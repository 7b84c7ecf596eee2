//! Database repositories for data access layer
//!
//! One repository per entity. Repositories own a pool handle, are cheap to
//! clone, and return `AppError`. Unique-constraint violations are translated
//! into `Conflict` here so handlers never see a raw driver error.

pub mod access_request;
pub mod audit_log;
pub mod invitation;
pub mod membership;
pub mod organization;
pub mod session;
pub mod subscription;
pub mod tool;

pub use access_request::AccessRequestRepository;
pub use audit_log::AuditLogRepository;
pub use invitation::InvitationRepository;
pub use membership::MembershipRepository;
pub use organization::OrganizationRepository;
pub use session::{ResolvedSession, SessionRepository};
pub use subscription::SubscriptionRepository;
pub use tool::ToolRepository;

use toolgate_core::AppError;

const UNIQUE_VIOLATION: &str = "23505";

/// Client-safe message for a violated unique constraint.
pub(crate) fn conflict_message(constraint: &str) -> &'static str {
    match constraint {
        "organizations_slug_key" => "An organization with this slug already exists",
        "memberships_org_user_active_idx" => "User is already a member of this organization",
        "access_requests_one_pending_idx" => {
            "A pending request for this tool already exists"
        }
        "invitations_org_email_open_idx" => {
            "An open invitation for this email already exists in this organization"
        }
        "invitations_token_key" => "Invitation token collision, retry the operation",
        _ => "Resource already exists",
    }
}

/// Translate a driver error, mapping unique violations to `Conflict` and
/// everything else through the standard `Database` path.
pub(crate) fn translate_db_error(err: sqlx::Error) -> AppError {
    if let sqlx::Error::Database(ref db_err) = err {
        if db_err.code().as_deref() == Some(UNIQUE_VIOLATION) {
            let constraint = db_err.constraint().unwrap_or_default();
            return AppError::Conflict(conflict_message(constraint).to_string());
        }
    }
    AppError::from(err)
}

#[cfg(test)]
mod tests {
    use super::*;

    #[test]
    fn test_known_constraints_have_specific_messages() {
        assert!(conflict_message("organizations_slug_key").contains("slug"));
        assert!(conflict_message("memberships_org_user_active_idx").contains("member"));
        assert!(conflict_message("access_requests_one_pending_idx").contains("pending"));
        assert!(conflict_message("invitations_org_email_open_idx").contains("invitation"));
    }

    #[test]
    fn test_unknown_constraint_gets_generic_message() {
        assert_eq!(conflict_message("something_else"), "Resource already exists");
    }
}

_What to do_. Report how many lines in the listing above hold the string "slug", giving the number and no other words.

_Exercise response_. 2